Convergence of iterated stochastic matrices It is well-known that for a stochastic aperiodic matrix $M$,
the sequence $(M^n)_n$ converges.
Here I would like to a have a more precise analysis. Consider now a sequence of stochastic matrices $(M_n)_n$, converging to $M$. We even assume that there exists $0 < \alpha < 1$ such that for all $n$, we have $||M_n - M|| \le \alpha^n$.
Is it true that $||M_n^n - M^n||$ converges to $0$?
 A: Since your question is about matrices (finite dimension) there is a simple proof. Suppose your matrices are $N\times N$. The key is to note that any column stochastic matrix has norm one as a map on $\mathbb{R}^N$  with the $\ell^1$ norm ($\|(v_1,\ldots,v_N)^T\|_{\ell^1} = \sum_{j=1}^N |v_j|$). Then, since
$$M_n^n -M^n = \sum_{k=0}^{n-1} M_n^k (M_n - M ) M^k$$
and any power of a column stochastic matrix is column stochastic, we obtain
$$\|M_n^n -M^n\|_{\ell^1 \rightarrow \ell^1} \ \le \ n \|M_n -M\|_{\ell^1 \rightarrow \ell^1}.$$
If you were asking about the $\ell^1$ to $\ell^1$ norm, this would answer your question. (Note that this works even for infinite stochastic matrices.)

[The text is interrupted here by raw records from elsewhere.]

use std::fmt;

use serde::{Deserialize, Serialize};

use crate::config::COIN_VALUE;
use crate::error::BalanceError;

/// A non-negative amount in the engine's native asset, fixed-point with
/// [`crate::config::COIN_DECIMALS`] decimals. Stored as a plain `u64` so
/// ledger arithmetic is exact and `checked_add`/`checked_sub` give us
/// overflow/underflow detection for free, matching how the chain itself
/// represents balances.
#[derive(Debug, Clone, Copy, PartialEq, Eq, PartialOrd, Ord, Serialize, Deserialize, Default)]
#[serde(transparent)]
pub struct Amount(u64);

impl Amount {
    pub const ZERO: Amount = Amount(0);

    pub fn from_raw(raw: u64) -> Self {
        Amount(raw)
    }

    pub fn raw(self) -> u64 {
        self.0
    }

    pub fn checked_add(self, other: Amount) -> Result<Amount, BalanceError> {
        self.0
            .checked_add(other.0)
            .map(Amount)
            .ok_or(BalanceError::Overflow)
    }

    pub fn checked_sub(self, other: Amount) -> Result<Amount, BalanceError> {
        self.0.checked_sub(other.0).map(Amount).ok_or(BalanceError::Insufficient {
            need: other.0,
            have: self.0,
        })
    }

    pub fn is_zero(self) -> bool {
        self.0 == 0
    }

    /// Whole-and-fractional display, e.g. `1.50000000`.
    pub fn to_decimal_string(self) -> String {
        let whole = self.0 / COIN_VALUE;
        let frac = self.0 % COIN_VALUE;
        format!("{whole}.{frac:08}")
    }
}

impl fmt::Display for Amount {
    fn fmt(&self, f: &mut fmt::Formatter<'_>) -> fmt::Result {
        write!(f, "{}", self.to_decimal_string())
    }
}

#[cfg(test)]
mod tests {
    use super::*;

    #[test]
    fn checked_add_overflows() {
        let a = Amount::from_raw(u64::MAX);
        let b = Amount::from_raw(1);
        assert!(matches!(a.checked_add(b), Err(BalanceError::Overflow)));
    }

    #[test]
    fn checked_sub_insufficient() {
        let a = Amount::from_raw(10);
        let b = Amount::from_raw(20);
        match a.checked_sub(b) {
            Err(BalanceError::Insufficient { need, have }) => {
                assert_eq!(need, 20);
                assert_eq!(have, 10);
            }
            _ => panic!("expected Insufficient error"),
        }
    }

    #[test]
    fn decimal_string_formats_fixed_point() {
        let a = Amount::from_raw(150_000_000);
        assert_eq!(a.to_decimal_string(), "1.50000000");
    }
}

Probably you were asking about the operator norm when we take the Euclidean ($\ell^2$) norm on $\mathbb{R}^N$.  However, all norms are equivalent in finite dimensions. Explicitly,
$$ \|\vec{v}\|_{\ell^2} \le \|\vec{v}\|_{\ell^1} \le \sqrt{N} \|\vec{v}\|_{\ell^2}$$
and so
$$ \frac{1}{\sqrt{N}} \| M \|_{\ell^2 \rightarrow \ell^2} \le \|M\|_{\ell^1 \rightarrow \ell^1} \le \sqrt{N} \|M\|_{\ell^2 \rightarrow \ell^2} $$
for any matrix $M$. Thus
$$\|M_n^n -M^n\|_{\ell^2 \rightarrow \ell^2} \ \le \ N n \alpha^n,$$
which goes to zero as you would like.
A: Chapter 3 of 
"Non-negative Matrices and Markov Chains" by E. Seneta, Springer, reprint 2006,
for general non-negative matrices and chapter 4 (especially section 4.3 ff. for the general case) for stochastic matrices seem to be relevant here. 
As you have a bound of the form $||M_n - M|| \leq \alpha^n$, where $\alpha \ < 1$, you can probably follow the reasoning beginning on p. 92 there to show, that $M$ has the form $pe^t$ (assuming column stochastic matrices), where $p$ is a probability vector, while $e = (1, \ldots,1)^t$. In that case you find $M^n \ = \ M$. 
For all sufficiently large n you can then try to proceed as follows: 
As the $M_n$ converge to $M$, their eigenvalue structure will allow to show that $((M_n)^{(n)})^t$ converges to some $\hat{M_n}$ for fixed $n$, and $||((M_n)^n)^t - \hat{M_n}||$ can be bounded in terms of $||((M_n))^t - \hat{M_n}||$.
$||\hat{M_n} - M||$ will be close to zero, maybe under certain extra conditions, because the $M_n$ converge to $M$. 
The necessary concepts (asymptotic homogenity etc.) seem to be in Seneta.